Born in 1985, his interest in national studies was mostly shaped by the fact that his mother, a chemist, comes from the western block area, and his father, a mechanical engineer, comes from the east, from Jászó, the northernmost Hungarian scattered village. "This east-west presence was decisive, during family trips I saw really beautiful landscapes, the regions of Gömör, Abaúj and Torna, I wanted to examine them in detail."

He went to high school in Komárom, and not only did he fall in love with the city, he and his city classmates also fell in love with the Dunamoc region. He organized patriotic tours for them, and over time he also got involved in the organization of the national patriotic bicycle tour, and was even the main organizer on several occasions. He was already interested in geography then, and later specialized in political geography - specifically in Prague, at the Károly University.

"During Czechoslovakian times, studying in Prague was not only prestigious for Hungarians from the highlands, but it was also an escape route, as the anti-Hungarianism prevalent in Slovak colleges was less or not present here," he explains. At the turn of the millennium, this was more characteristic of Slovakia anyway.

As a typical Russian experience, he recalls that during a ski trip to Tatralomnice, the owner himself came to their table in a cafe and forbade them to speak Hungarian.

By the way, he learned Czech at the University of Prague before Slovak. But he doesn't mind, and he doesn't mind the fact that he grew up not a stone's throw south, in the motherland: "It's true that as many languages ​​as you speak, you are as many people, because every foreign language broadens your horizons. As a Hungarian, one can only really get to know the Visegrad, Central European living space by having a Slavic language."

The years in Prague were decisive for Russia as well. "It was a cohesive, good team. As Hungarian children from the highlands, we were fueled by patriotism, the will to do something, and the idea of ​​my public activity, bilingual southern Slovakia, and the promotion of bilingualism was born there."

The idea also took shape in the form of the Bilingual South Slovakia movement from the collaboration of university students studying in Prague and Budapest. In the 2010s, mostly anonymous members of the movement drew attention to the status of the Hungarian language with, among other things, spectacular poster campaigns and flash mobs, and as Orosz puts it, the old members "are still active people today who do things for the community and do their work in other positions. their business".

By the way, the Gombaszög summer camp, which has since become the largest Hungarian-language event in Slovakia, also has its origins in Prague: university students there created its first version in 1928.

The camp, which in the meantime was on the brink of discontinuance, was finally taken over in 2009 by the ambitious members of the Student Network, which unites students from Russia and the Highlands; their success is indicated by the fact that in the last year before the coronavirus epidemic, 30,000 visitors came to the event, which also functions as a festival, free university and social roundtable, and half a thousand programs, team games, performances and concerts awaited them. "Today there are more organizers of the camp than there were participants," recalls Orosz.
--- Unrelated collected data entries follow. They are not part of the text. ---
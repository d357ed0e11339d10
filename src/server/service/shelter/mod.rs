//! Shelter service layer.
//!
//! Enforces the one-shelter-per-user rule and shelter ownership, and keeps the ShelterOwner
//! role in step with shelter registration and removal.

#[cfg(test)]
mod tests;

use sea_orm::{ActiveModelTrait, ActiveValue, ConnectionTrait, DatabaseConnection, IntoActiveModel, SqlErr};

use crate::{
    model::shelter::{
        RegisterShelterRequest, ShelterDetailDto, ShelterDto, ShelterSummaryDto,
        UpdateShelterRequest,
    },
    server::{
        data::shelter::ShelterRepository,
        error::{shelter::ShelterError, Error},
        identity::{IdentityProvider, Role},
        service::retry::RetryContext,
        util::validation::normalize_and_validate,
    },
};

/// Description stored for shelters registered without one
pub const DEFAULT_SHELTER_DESCRIPTION: &str = "No description";

/// Outcome of revoking the ShelterOwner role after a shelter was removed.
///
/// The shelter is already gone when revocation runs, so a failed revocation is reported
/// alongside the successful removal rather than as an error.
#[derive(Debug)]
pub enum RoleRevocation {
    Revoked,
    /// All attempts failed, holds the last error
    Failed(Error),
}

/// Fetches a shelter and checks that it is owned by `user_id`.
///
/// # Returns
/// - `Ok(Model)` - Shelter exists and is owned by the user
/// - `Err(Error::ShelterError(NotFound))` - No shelter with that ID
/// - `Err(Error::ShelterError(NotOwner))` - Shelter is owned by another user
pub async fn find_owned_shelter<C: ConnectionTrait>(
    db: &C,
    user_id: i32,
    shelter_id: i32,
) -> Result<entity::shelter::Model, Error> {
    let shelter = ShelterRepository::new(db)
        .get(shelter_id)
        .await?
        .ok_or(ShelterError::NotFound(shelter_id))?;

    if shelter.user_id != user_id {
        return Err(ShelterError::NotOwner {
            shelter_id,
            user_id,
        }
        .into());
    }

    Ok(shelter)
}

pub struct ShelterService<'a> {
    db: &'a DatabaseConnection,
    identity: &'a dyn IdentityProvider,
    retry: RetryContext,
}

impl<'a> ShelterService<'a> {
    /// Creates a new instance of [`ShelterService`]
    pub fn new(db: &'a DatabaseConnection, identity: &'a dyn IdentityProvider) -> Self {
        Self {
            db,
            identity,
            retry: RetryContext::new(),
        }
    }

    /// Replaces the retry policy used for role revocation
    pub fn with_retry_context(mut self, retry: RetryContext) -> Self {
        self.retry = retry;
        self
    }

    /// Registers a shelter for the user and grants them the ShelterOwner role.
    ///
    /// The role grant is best effort: a failure is logged and the shelter is still returned.
    ///
    /// # Returns
    /// - `Ok(ShelterDto)` - The registered shelter
    /// - `Err(Error::ValidationError)` - Request failed validation
    /// - `Err(Error::ShelterError(AlreadyRegistered))` - User already has a shelter
    pub async fn register_shelter(
        &self,
        user_id: i32,
        mut request: RegisterShelterRequest,
    ) -> Result<ShelterDto, Error> {
        normalize_and_validate(&mut request)?;

        let shelter_repo = ShelterRepository::new(self.db);

        if shelter_repo.get_by_user_id(user_id).await?.is_some() {
            return Err(ShelterError::AlreadyRegistered(user_id).into());
        }

        let description = request
            .description
            .unwrap_or_else(|| DEFAULT_SHELTER_DESCRIPTION.to_string());

        let shelter = match shelter_repo
            .create(user_id, request.name, description, request.email)
            .await
        {
            Ok(shelter) => shelter,
            // A concurrent registration won the race past the existence check
            Err(err) if matches!(err.sql_err(), Some(SqlErr::UniqueConstraintViolation(_))) => {
                return Err(ShelterError::AlreadyRegistered(user_id).into());
            }
            Err(err) => return Err(err.into()),
        };

        if let Err(e) = self.identity.grant_role(user_id, Role::ShelterOwner).await {
            tracing::warn!(
                user_id = %user_id,
                shelter_id = %shelter.id,
                "Failed to grant {} role after shelter registration: {}",
                Role::ShelterOwner,
                e
            );
        }

        tracing::info!(user_id = %user_id, shelter_id = %shelter.id, "Registered shelter");

        Ok(shelter.into())
    }

    /// Applies the present fields of `request` to a shelter owned by the user.
    pub async fn update_shelter(
        &self,
        user_id: i32,
        shelter_id: i32,
        mut request: UpdateShelterRequest,
    ) -> Result<ShelterDto, Error> {
        normalize_and_validate(&mut request)?;

        let shelter = find_owned_shelter(self.db, user_id, shelter_id).await?;

        let mut shelter_am = shelter.clone().into_active_model();
        if let Some(name) = request.name {
            shelter_am.name = ActiveValue::Set(name);
        }
        if let Some(description) = request.description {
            shelter_am.description = ActiveValue::Set(description);
        }
        if let Some(email) = request.email {
            shelter_am.email = ActiveValue::Set(email);
        }

        if !shelter_am.is_changed() {
            return Ok(shelter.into());
        }

        let shelter = ShelterRepository::new(self.db).update(shelter_am).await?;

        Ok(shelter.into())
    }

    /// Removes a shelter owned by the user, then revokes their ShelterOwner role.
    ///
    /// Deleting the shelter cascades to its pets and their adoption applications. Role
    /// revocation is retried with exponential backoff; its outcome is returned so callers
    /// can observe a failure even though the removal itself succeeded.
    ///
    /// # Returns
    /// - `Ok(RoleRevocation)` - Shelter removed, with the outcome of the role revocation
    /// - `Err(Error::ShelterError(NotFound))` - No shelter with that ID
    /// - `Err(Error::ShelterError(NotOwner))` - Shelter is owned by another user
    pub async fn remove_shelter(
        &self,
        user_id: i32,
        shelter_id: i32,
    ) -> Result<RoleRevocation, Error> {
        let shelter = find_owned_shelter(self.db, user_id, shelter_id).await?;

        ShelterRepository::new(self.db).delete(shelter.id).await?;

        tracing::info!(user_id = %user_id, shelter_id = %shelter.id, "Removed shelter");

        Ok(self.revoke_shelter_owner_role(user_id).await)
    }

    async fn revoke_shelter_owner_role(&self, user_id: i32) -> RoleRevocation {
        let identity = self.identity;

        let result = self
            .retry
            .execute_with_retry(
                &format!("revoke {} role for user ID {}", Role::ShelterOwner, user_id),
                || identity.revoke_role(user_id, Role::ShelterOwner),
            )
            .await;

        match result {
            Ok(()) => RoleRevocation::Revoked,
            Err(e) => {
                tracing::error!(
                    user_id = %user_id,
                    "Shelter removed but {} role could not be revoked: {}",
                    Role::ShelterOwner,
                    e
                );

                RoleRevocation::Failed(e)
            }
        }
    }

    /// Gets a shelter with summaries of all its pets.
    pub async fn get_shelter(&self, shelter_id: i32) -> Result<ShelterDetailDto, Error> {
        let shelter = ShelterRepository::new(self.db)
            .get_with_pets(shelter_id)
            .await?
            .ok_or(ShelterError::NotFound(shelter_id))?;

        Ok(shelter.into())
    }

    /// Gets all shelters with the number of pets each lists.
    pub async fn get_all_shelters(&self) -> Result<Vec<ShelterSummaryDto>, Error> {
        let shelters = ShelterRepository::new(self.db)
            .get_all_with_pet_counts()
            .await?;

        Ok(shelters.into_iter().map(ShelterSummaryDto::from).collect())
    }
}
What makes the event special is the fact that people with different worldviews can sit next to each other, which is in (mushroom) sharp contrast to the scurrying everyday politics. As Orosz points out, Hungarians from the highlands do not have such a cohesive tradition as those from Transylvania, and disunity leads to political failure; the community, due to its size, must tolerate a diversity of opinions.

"There can be a majority opinion, but we cannot share other opinions, and Gombaszög has become a kind of symbol of this, because there everyone gets the autonomy they deserve in program creation."

Orosz is not very optimistic about the future of the joint Hungarian party, the Alliance, which he partially brought under the roof: "They have immersed themselves in regional issues, and it seems to me that they are renouncing their national ambitions. But I still trust the life instinct of the community.”

His biggest concern is fueled by the demographic processes of Hungarians in the highlands: "I was afraid of our community for the next thirty years, and if the institution of ethnic politicization fails, and it is in the cards for this election, then we have to settle for a different strategy for asserting our interests."